Si les attaques sans précédent de l’Iran ont cessé, les riches monarchies du Golfe restent dans l’incertitude, l’impasse diplomatique et le blocage du détroit d’Ormuz empêchant un retour à la normale.
En paralysant le détroit et en frappant des infrastructures énergétiques, l’Iran a porté un coup dur à la région où les réparations devraient durer des mois, voire davantage.
Même si une trêve fragile tient depuis le 8 avril, les pourparlers entre Washington et Téhéran, qui auraient pu apporter de la visibilité et rassurer investisseurs et visiteurs, sont au point mort.
Les discussions semblent en outre se concentrer sur la question nucléaire et sur le détroit d’Ormuz, alors que les préoccupations principales dans le Golfe sont de contenir l’Iran et ses alliés, et de le priver du contrôle de cette voie maritime stratégique, par laquelle passe d’ordinaire un cinquième des hydrocarbures mondiaux.
Si le détroit ne rouvre pas, «certains de ces États vont subir des coups très durs. Et c’est déjà le cas», note Dania Thafer, directrice du Gulf International Forum.
Le Qatar a arrêté sa production de gaz naturel liquéfié (GNL) et, comme les producteurs d’énergie du Koweït et de Bahreïn, déclaré un «cas de force majeure», qui le protège vis-à-vis de ses clients.
Réduction de salaires
À Dubaï, qui a longtemps cultivé une image de stabilité, le choc initial des frappes, qui ont aussi endommagé des infrastructures civiles, s’est estompé: les enfants ont repris le chemin de l’école après plus d’un mois d’enseignement à distance.
Mais les restaurants sont vides et les zones touristiques désertées.
Plusieurs hôtels ont fermé pour rénovation et un employé d’un établissement de luxe indique à l’AFP sous couvert d’anonymat que certains membres du personnel ont été placés en congés sans solde. Une employée d’un salon de beauté affirme quant à elle que les salaires ont été réduits.
La moitié des pays du Golfe s’attendent à une contraction de leur économie cette année, tandis qu’un ralentissement de la croissance est prévu pour l’Arabie saoudite et les Émirats, selon le Fonds monétaire international (FMI).

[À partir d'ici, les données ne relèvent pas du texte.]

use std::env::var;
use std::time::Duration;

use chrono_tz::Tz;
use dotenvy::dotenv;

use crate::error::ConfigError;

/// Application configuration loaded from environment variables
#[derive(Debug, Clone)]
pub struct Config {
    /// RCON endpoint as host:port
    /// Env: RCON_ENDPOINT (required)
    pub rcon_endpoint: String,

    /// RCON admin password
    /// Env: RCON_PASSWORD (default: empty)
    pub rcon_password: String,

    /// Delay between two polls of the player list
    /// Env: INTERVAL (default: "5s")
    pub interval: Duration,

    /// Dial timeout and execute deadline for every RCON command
    /// Env: TIMEOUT (default: "1s")
    pub timeout: Duration,

    /// Romanize broadcasts through mecab and uconv
    /// Env: UCONV_LATIN (default: enabled, disabled only by "false")
    pub romanize: bool,

    /// Time zone for message timestamps and the status schedule
    /// Env: TIMEZONE (default: "Asia/Tokyo")
    pub timezone: Tz,

    /// Server capacity shown next to the player count
    /// Env: MAX_PLAYERS (default: 32)
    pub max_players: usize,
}

impl Config {
    /// Load configuration from the process environment (and `.env`, if present)
    pub fn from_env() -> Result<Self, ConfigError> {
        let _ = dotenv();
        Self::from_lookup(|key| var(key).ok())
    }

    /// Load configuration through an arbitrary variable lookup
    pub fn from_lookup(lookup: impl Fn(&str) -> Option<String>) -> Result<Self, ConfigError> {
        let defaults = Self::default();

        let rcon_endpoint = lookup("RCON_ENDPOINT")
            .filter(|v| !v.is_empty())
            .ok_or(ConfigError::Missing("RCON_ENDPOINT"))?;

        let interval = match non_empty(lookup("INTERVAL")) {
            Some(raw) => parse_duration(&raw).ok_or(ConfigError::InvalidDuration {
                var: "INTERVAL",
                value: raw,
            })?,
            None => defaults.interval,
        };

        let timeout = match non_empty(lookup("TIMEOUT")) {
            Some(raw) => parse_duration(&raw).ok_or(ConfigError::InvalidDuration {
                var: "TIMEOUT",
                value: raw,
            })?,
            None => defaults.timeout,
        };

        let timezone = match non_empty(lookup("TIMEZONE")) {
            Some(raw) => raw.trim().parse::<Tz>().map_err(|_| ConfigError::InvalidTimezone {
                var: "TIMEZONE",
                value: raw,
            })?,
            None => defaults.timezone,
        };

        let max_players = match non_empty(lookup("MAX_PLAYERS")) {
            Some(raw) => raw.parse().map_err(|_| ConfigError::InvalidNumber {
                var: "MAX_PLAYERS",
                value: raw,
            })?,
            None => defaults.max_players,
        };

        Ok(Self {
            rcon_endpoint,
            rcon_password: lookup("RCON_PASSWORD").unwrap_or_default(),
            interval,
            timeout,
            romanize: lookup("UCONV_LATIN").as_deref() != Some("false"),
            timezone,
            max_players,
        })
    }
}

impl Default for Config {
    fn default() -> Self {
        Self {
            rcon_endpoint: String::new(),
            rcon_password: String::new(),
            interval: Duration::from_secs(5),
            timeout: Duration::from_secs(1),
            romanize: true,
            timezone: Tz::Asia__Tokyo,
            max_players: 32,
        }
    }
}

fn non_empty(value: Option<String>) -> Option<String> {
    value.filter(|v| !v.is_empty())
}

/// Parse a unit-suffixed duration such as `300ms`, `5s`, `1m30s` or `1.5h`.
///
/// A bare `0` is accepted. Negative durations are not.
pub fn parse_duration(input: &str) -> Option<Duration> {
    let s = input.trim();
    if s == "0" {
        return Some(Duration::ZERO);
    }
    if s.is_empty() {
        return None;
    }

    let mut total = 0f64;
    let mut rest = s;
    while !rest.is_empty() {
        let number_len = rest
            .find(|c: char| !(c.is_ascii_digit() || c == '.'))
            .unwrap_or(rest.len());
        if number_len == 0 {
            return None;
        }
        let value: f64 = rest[..number_len].parse().ok()?;
        rest = &rest[number_len..];

        let unit_len = rest
            .find(|c: char| c.is_ascii_digit() || c == '.')
            .unwrap_or(rest.len());
        let nanos_per_unit = match &rest[..unit_len] {
            "ns" => 1.0,
            "us" | "µs" | "μs" => 1e3,
            "ms" => 1e6,
            "s" => 1e9,
            "m" => 60e9,
            "h" => 3600e9,
            _ => return None,
        };
        rest = &rest[unit_len..];

        total += value * nanos_per_unit;
    }

    if !total.is_finite() || total > u64::MAX as f64 {
        return None;
    }
    Some(Duration::from_nanos(total.round() as u64))
}

#[cfg(test)]
mod tests {
    use super::*;
    use std::collections::HashMap;

    fn lookup(vars: &[(&str, &str)]) -> impl Fn(&str) -> Option<String> {
        let map: HashMap<String, String> = vars
            .iter()
            .map(|(k, v)| (k.to_string(), v.to_string()))
            .collect();
        move |key: &str| map.get(key).cloned()
    }

    #[test]
    fn test_default_config() {
        let config = Config::default();
        assert_eq!(config.interval, Duration::from_secs(5));
        assert_eq!(config.timeout, Duration::from_secs(1));
        assert!(config.romanize);
        assert_eq!(config.timezone, Tz::Asia__Tokyo);
        assert_eq!(config.max_players, 32);
    }

    #[test]
    fn test_from_lookup_uses_defaults() {
        let config = Config::from_lookup(lookup(&[("RCON_ENDPOINT", "127.0.0.1:25575")])).unwrap();
        assert_eq!(config.rcon_endpoint, "127.0.0.1:25575");
        assert_eq!(config.rcon_password, "");
        assert_eq!(config.interval, Duration::from_secs(5));
        assert_eq!(config.timeout, Duration::from_secs(1));
        assert!(config.romanize);
    }

    #[test]
    fn test_from_lookup_overrides() {
        let config = Config::from_lookup(lookup(&[
            ("RCON_ENDPOINT", "palworld:25575"),
            ("RCON_PASSWORD", "hunter2"),
            ("INTERVAL", "10s"),
            ("TIMEOUT", "1500ms"),
            ("UCONV_LATIN", "false"),
            ("TIMEZONE", "America/New_York"),
            ("MAX_PLAYERS", "16"),
        ]))
        .unwrap();
        assert_eq!(config.rcon_password, "hunter2");
        assert_eq!(config.interval, Duration::from_secs(10));
        assert_eq!(config.timeout, Duration::from_millis(1500));
        assert!(!config.romanize);
        assert_eq!(config.timezone, Tz::America__New_York);
        assert_eq!(config.max_players, 16);
    }

    #[test]
    fn test_romanize_only_disabled_by_false() {
        let config = Config::from_lookup(lookup(&[("RCON_ENDPOINT", "x:1"), ("UCONV_LATIN", "0")])).unwrap();
        assert!(config.romanize);
    }

    #[test]
    fn test_missing_endpoint_is_fatal() {
        assert_eq!(
            Config::from_lookup(lookup(&[])).unwrap_err(),
            ConfigError::Missing("RCON_ENDPOINT")
        );
    }

    #[test]
    fn test_invalid_values_are_fatal() {
        assert_eq!(
            Config::from_lookup(lookup(&[("RCON_ENDPOINT", "x:1"), ("INTERVAL", "5 seconds")])).unwrap_err(),
            ConfigError::InvalidDuration {
                var: "INTERVAL",
                value: "5 seconds".to_string()
            }
        );
        assert!(matches!(
            Config::from_lookup(lookup(&[("RCON_ENDPOINT", "x:1"), ("TIMEOUT", "1")])),
            Err(ConfigError::InvalidDuration { var: "TIMEOUT", .. })
        ));
        assert!(matches!(
            Config::from_lookup(lookup(&[("RCON_ENDPOINT", "x:1"), ("TIMEZONE", "Mars/Olympus_Mons")])),
            Err(ConfigError::InvalidTimezone { var: "TIMEZONE", .. })
        ));
        assert!(matches!(
            Config::from_lookup(lookup(&[("RCON_ENDPOINT", "x:1"), ("MAX_PLAYERS", "lots")])),
            Err(ConfigError::InvalidNumber { .. })
        ));
    }

    #[test]
    fn test_parse_duration() {
        assert_eq!(parse_duration("0"), Some(Duration::ZERO));
        assert_eq!(parse_duration("5s"), Some(Duration::from_secs(5)));
        assert_eq!(parse_duration("300ms"), Some(Duration::from_millis(300)));
        assert_eq!(parse_duration("1m30s"), Some(Duration::from_secs(90)));
        assert_eq!(parse_duration("1.5h"), Some(Duration::from_secs(5400)));
        assert_eq!(parse_duration("250us"), Some(Duration::from_micros(250)));
        assert_eq!(parse_duration("10ns"), Some(Duration::from_nanos(10)));
        assert_eq!(parse_duration(""), None);
        assert_eq!(parse_duration("5"), None);
        assert_eq!(parse_duration("s"), None);
        assert_eq!(parse_duration("-1s"), None);
        assert_eq!(parse_duration("5d"), None);
    }
}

Ces pays pétroliers ont certes les moyens de relancer leurs économies, mais tout dépend de la durée de la crise et de la capacité à trouver une solution durable au conflit, selon Jihad Azour, directeur du FMI dans la région.
«Boîte de Pandore»
La paralysie du détroit d’Ormuz a mis en lumière la dépendance de la plupart des pays du Golfe à cette voie maritime.
Même pour les Émirats et l’Arabie saoudite, qui disposent d’oléoducs permettant à une partie de leurs exportations de contourner ce passage, les efforts de diversification sont menacés.
La stabilité est essentielle pour attirer les talents et les touristes, mais aussi pour atteindre leur objectif de devenir des pôles majeurs d’expertise en intelligence artificielle et en centres de données.
En déclenchant le conflit avec Israël le 28 février, «les États-Unis ont vraiment ouvert une boîte de Pandore pour les États du Golfe», estime Mme Thafer.
Si l’Iran conserve «indéfiniment un droit de véto sur leurs économies», cela constituera «une situation extrêmement difficile et vulnérable», ajoute-t-elle.
Mais les États du Golfe restent divisés sur la position à adopter.
Les Émirats, qui ont été les plus touchés par les frappes, ont adopté une posture plus va-t-en-guerre tandis que l’Arabie saoudite soutient les efforts de médiation du Pakistan.
«L’Iran a adopté une stratégie calibrée: frapper les États du Golfe à des degrés différents et créer des perceptions de menace variables», décrypte Mme Thafer.
Et malgré leurs liens étroits avec le président américain Donald Trump, les monarchies se retrouvent en marge des négociations, alors même qu’elles ont été en première ligne des hostilités.
«Les États du Golfe ont eu du mal à modeler le comportement de l’administration Trump à l’égard de l’Iran», relève Hassan Alhassan, de l’Institut international des études stratégiques (IISS).
«Ils ne souhaitaient pas que les États-Unis déclenchent une guerre contre l’Iran, ce qu’ils ont fait, et il n’est pas surprenant qu’ils ne parviennent pas à pousser Washington à faire passer leurs propres intérêts sécuritaires au premier plan des négociations», alors que Donald Trump cherche avant tout une «sortie honorable» de la guerre, ajoute-t-il.